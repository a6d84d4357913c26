//! `cm backups` and `cm restore-backup` specs

use crate::prelude::*;

fn migrated_project() -> Project {
    let project = Project::empty();
    project.config("preferences.json", json!({"theme": "dark", "telemetry": false}));
    project.cm().args(&["upgrade"]).passes();
    project
}

#[test]
fn backups_is_empty_before_any_migration() {
    Project::empty().cm().args(&["backups"]).passes().stdout_has("No backups of");
}

#[test]
fn backups_lists_the_upgrade_snapshot() {
    let project = migrated_project();
    let backups = project.backups();

    let listed = project.cm().args(&["--format", "json", "backups"]).passes().json();

    assert_eq!(listed.as_array().unwrap().len(), 1);
    assert_eq!(listed[0]["id"], json!(backups[0]));
}

#[test]
fn restore_latest_returns_the_pre_migration_files() {
    let project = migrated_project();
    assert_eq!(project.read_config("preferences.json")["version"], "2.0.0");

    project.cm().args(&["restore-backup"]).passes().stdout_has("Restored ").stdout_has(&project.backups()[0]);

    assert_eq!(project.read_config("preferences.json"), json!({"theme": "dark", "telemetry": false}));
    assert!(!project.state().join(".migrate-version").exists());
}

#[test]
fn restore_by_id_picks_that_snapshot() {
    let project = migrated_project();
    let id = project.backups()[0].clone();

    project.cm().args(&["restore-backup", &id]).passes();

    assert_eq!(project.read_config("preferences.json")["theme"], "dark");
}

#[test]
fn restore_unknown_backup_fails() {
    let project = migrated_project();
    let before = project.read_raw("preferences.json");

    project
        .cm()
        .args(&["restore-backup", "state.backup-19990101T000000000Z"])
        .fails_with(1)
        .stderr_has("error:");

    assert_eq!(project.read_raw("preferences.json"), before);
}

#[test]
fn restore_without_backups_fails() {
    let project = Project::empty();
    project.config("preferences.json", json!({"theme": "dark"}));

    project.cm().args(&["restore-backup"]).fails_with(1).stderr_has("error:");
}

**ABOUT THIS TASK**
Please give back the listing in full; each line must match exactly.

**SOLVED EXERCISE**
repository a6d84d4357913c26
//! `cm backups` and `cm restore-backup` specs

use crate::prelude::*;

fn migrated_project() -> Project {
    let project = Project::empty();
    project.config("preferences.json", json!({"theme": "dark", "telemetry": false}));
    project.cm().args(&["upgrade"]).passes();
    project
}

#[test]
fn backups_is_empty_before_any_migration() {
    Project::empty().cm().args(&["backups"]).passes().stdout_has("No backups of");
}

#[test]
fn backups_lists_the_upgrade_snapshot() {
    let project = migrated_project();
    let backups = project.backups();

    let listed = project.cm().args(&["--format", "json", "backups"]).passes().json();

    assert_eq!(listed.as_array().unwrap().len(), 1);
    assert_eq!(listed[0]["id"], json!(backups[0]));
}

#[test]
fn restore_latest_returns_the_pre_migration_files() {
    let project = migrated_project();
    assert_eq!(project.read_config("preferences.json")["version"], "2.0.0");

    project.cm().args(&["restore-backup"]).passes().stdout_has("Restored ").stdout_has(&project.backups()[0]);

    assert_eq!(project.read_config("preferences.json"), json!({"theme": "dark", "telemetry": false}));
    assert!(!project.state().join(".migrate-version").exists());
}

#[test]
fn restore_by_id_picks_that_snapshot() {
    let project = migrated_project();
    let id = project.backups()[0].clone();

    project.cm().args(&["restore-backup", &id]).passes();

    assert_eq!(project.read_config("preferences.json")["theme"], "dark");
}

#[test]
fn restore_unknown_backup_fails() {
    let project = migrated_project();
    let before = project.read_raw("preferences.json");

    project
        .cm()
        .args(&["restore-backup", "state.backup-19990101T000000000Z"])
        .fails_with(1)
        .stderr_has("error:");

    assert_eq!(project.read_raw("preferences.json"), before);
}

#[test]
fn restore_without_backups_fails() {
    let project = Project::empty();
    project.config("preferences.json", json!({"theme": "dark"}));

    project.cm().args(&["restore-backup"]).fails_with(1).stderr_has("error:");
}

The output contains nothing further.